Getting the Word Out
Macy's used teaser videos and a variety of YouTube features to create excitement for the festival. Most notably, they used TrueView discovery ads to be there for consumers who had the most I-need-some-ideas intent. The focus on search helped Macy's better understand their consumers' intent in the moment and be there as they looked for music and fashion inspiration.
Macy's also tapped into the four influencers and their large social audiences to drive organic buzz and excitement before, during, and after the festival. That made good sense: 6 in 10 YouTube subscribers say they would follow the advice of a favorite creator over a favorite TV or movie personality on what to buy.2 It was one more authentic way for Macy's to offer their consumers inspiration in the moments they needed it.

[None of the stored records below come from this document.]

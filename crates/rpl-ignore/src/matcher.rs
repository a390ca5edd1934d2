//! The pattern matcher behind [`IgnoreRules`](crate::IgnoreRules).
//!
//! Patterns use gitignore glob syntax compiled by the `ignore` crate:
//!
//! - A pattern without a `/` (ignoring a trailing one) matches the basename of
//!   a path, or of any of its parent directories, at any depth.
//! - A pattern containing a `/` is anchored at the sync root and matched
//!   against the full relative path.
//! - `*` stays within one path segment, `**` crosses segments.
//!
//! Everything here is pure: no filesystem access.

use std::path::Path;

use ignore::gitignore::{Gitignore, GitignoreBuilder};

use crate::error::{IgnoreError, IgnoreResult};

/// Split ignore-file text into patterns.
///
/// Lines are trimmed; blank lines and lines starting with `#` are dropped.
pub fn parse_patterns(text: &str) -> Vec<String> {
    text.lines()
        .map(str::trim)
        .filter(|line| !line.is_empty() && !line.starts_with('#'))
        .map(str::to_string)
        .collect()
}

/// Returns `true` if `pattern` excludes the file at `relative_path`.
///
/// A pattern that does not compile, such as `a{b` or `[z-a]`, matches
/// nothing.
///
/// # Examples
///
/// ```
/// use rpl_ignore::pattern_matches;
///
/// assert!(pattern_matches("baz.txt", "bar/baz.txt"));
/// assert!(pattern_matches("*.xyz", "bar/quux.xyz"));
/// assert!(!pattern_matches("*.xyz", "bar/new-qux.txt"));
/// assert!(pattern_matches("bar/*.txt", "bar/baz.txt"));
/// assert!(!pattern_matches("bar/*.txt", "other/bar/baz.txt"));
/// ```
pub fn pattern_matches(pattern: &str, relative_path: &str) -> bool {
    match compile([pattern]) {
        Ok(matcher) => is_match(&matcher, relative_path, false),
        Err(_) => false,
    }
}

/// Compile patterns into a single matcher.
///
/// Negated patterns are refused: with OR semantics there is nothing for a
/// re-include to override.
pub(crate) fn compile<I, S>(patterns: I) -> IgnoreResult<Gitignore>
where
    I: IntoIterator<Item = S>,
    S: AsRef<str>,
{
    let mut builder = GitignoreBuilder::new(".");
    for pattern in patterns {
        let pattern = pattern.as_ref();
        if pattern.starts_with('!') {
            return Err(IgnoreError::NegationUnsupported(pattern.to_string()));
        }
        builder
            .add_line(None, pattern)
            .map_err(|e| IgnoreError::InvalidPattern {
                pattern: pattern.to_string(),
                reason: e.to_string(),
            })?;
    }
    builder.build().map_err(|e| IgnoreError::InvalidPattern {
        pattern: String::new(),
        reason: e.to_string(),
    })
}

/// Match a relative path (or any of its parents) against a compiled matcher.
pub(crate) fn is_match(matcher: &Gitignore, relative_path: &str, is_dir: bool) -> bool {
    let path = strip_leading(relative_path);
    if path.is_empty() {
        return false;
    }
    matcher
        .matched_path_or_any_parents(Path::new(path), is_dir)
        .is_ignore()
}

/// Drop leading `/` and `./` so the matcher always sees a root-relative path.
fn strip_leading(mut path: &str) -> &str {
    loop {
        if let Some(rest) = path.strip_prefix("./") {
            path = rest;
        } else if let Some(rest) = path.strip_prefix('/') {
            path = rest;
        } else {
            return path;
        }
    }
}

#[cfg(test)]
mod tests {
    use super::*;

    #[test]
    fn parse_skips_comments_and_blanks() {
        let text = "\n# this is a comment\nbaz.txt\n\n   \n*.xyz\n";
        assert_eq!(parse_patterns(text), vec!["baz.txt", "*.xyz"]);
    }

    #[test]
    fn parse_trims_whitespace() {
        assert_eq!(parse_patterns("  build/  \r\n\t# indented comment\n"), vec!["build/"]);
    }

    #[test]
    fn bare_name_matches_basename_at_any_depth() {
        assert!(pattern_matches("baz.txt", "baz.txt"));
        assert!(pattern_matches("baz.txt", "bar/baz.txt"));
        assert!(pattern_matches("baz.txt", "a/b/c/baz.txt"));
        assert!(!pattern_matches("baz.txt", "bar/baz.txt.bak"));
        assert!(!pattern_matches("baz.txt", "bar/new-baz.txt"));
    }

    #[test]
    fn star_stays_in_one_segment() {
        assert!(pattern_matches("*.xyz", "qux.xyz"));
        assert!(pattern_matches("*.xyz", "bar/quux.xyz"));
        assert!(!pattern_matches("*.xyz", "foo.txt"));
        assert!(!pattern_matches("bar*", "foo/baz.txt"));
    }

    #[test]
    fn qualified_pattern_is_anchored() {
        assert!(pattern_matches("bar/*.txt", "bar/baz.txt"));
        assert!(!pattern_matches("bar/*.txt", "baz.txt"));
        assert!(!pattern_matches("bar/*.txt", "nested/bar/baz.txt"));
        assert!(!pattern_matches("bar/*.txt", "bar/deeper/baz.txt"));
    }

    #[test]
    fn double_star_crosses_segments() {
        assert!(pattern_matches("bar/**/*.txt", "bar/deeper/baz.txt"));
        assert!(pattern_matches("bar/**/*.txt", "bar/baz.txt"));
    }

    #[test]
    fn directory_pattern_excludes_contents() {
        assert!(pattern_matches("build/", "build/out.bin"));
        assert!(pattern_matches("build/", "src/build/out.bin"));
        assert!(pattern_matches("build", "build/nested/out.bin"));
        assert!(!pattern_matches("build/", "builder.rs"));
    }

    #[test]
    fn leading_separators_are_ignored() {
        assert!(pattern_matches("baz.txt", "/bar/baz.txt"));
        assert!(pattern_matches("bar/*.txt", "./bar/baz.txt"));
    }

    #[test]
    fn empty_path_never_matches() {
        assert!(!pattern_matches("*", ""));
        assert!(!pattern_matches("*", "/"));
    }

    #[test]
    fn invalid_pattern_matches_nothing() {
        assert!(!pattern_matches("a{b", "a{b"));
        assert!(!pattern_matches("[z-a]", "z"));
    }

    #[test]
    fn negation_is_refused() {
        let err = compile(["!keep.txt"]).unwrap_err();
        assert!(matches!(err, IgnoreError::NegationUnsupported(_)));
        assert!(!pattern_matches("!keep.txt", "keep.txt"));
    }

    #[test]
    fn compile_reports_offending_pattern() {
        let err = compile(["ok.txt", "[z-a]"]).unwrap_err();
        match err {
            IgnoreError::InvalidPattern { pattern, .. } => assert_eq!(pattern, "[z-a]"),
            other => panic!("unexpected error: {other}"),
        }
    }
}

Because giving back is also important to Millennials, Macy's made the concert a benefit for Got Your 6, a national coalition that empowers veterans to build stronger communities across America. For every view of the festival, Macy's donated $1, up to $100,000, to Got Your 6. The message was, "Together we can make a difference," says Potter.
A Smash Summer Hit
Macy's set out with a big goal: To make a name for itself in festival fashion while showing Millennials a fabulous time. The results were "tremendous," says Potter. The concert had more than 1.5 million views on YouTube in the first two months after its broadcast. Add in related content like teaser videos, interviews, and backstage moments, and Macy's saw more than 4 million views—nearly half of them on mobile.
Most notably, through an online Google Brand Lift study, Macy's saw a lift of over 60% in festival product consideration after the concert aired. Searches for the keyword Macy's on Google and YouTube rose by 15% in the month after the festival.
"Our goal for this campaign was to create awareness that Macy's is the go-to place for festival fashion," says Serena Potter. By that standard, Macy's Summer Vibes was a smash hit. "We saw double-digit increases in brand awareness, and also brand interest and consideration—the triple threat."
"Macy's Summer Vibes campaign really connected with Millennial shoppers because it perfectly brought together key lifestyle elements that are important to them: fun, authenticity, giving back, and above all a fresh way of approaching their individual style," says Potter. "The results speak for themselves, and overall we were thrilled."
1 YouTube Data, U.S., classification as a shopping video was based on public data such as headlines, titles, and tags, etc., and may not represent all apparel shopping videos on YouTube, Sep. 2014 vs. Sep. 2015.
2 Google-commissioned Ipsos Connect, "The YouTube Generation" study, U.S., Nov. 2015. YouTube creators subscribers aged 13–64, n=654.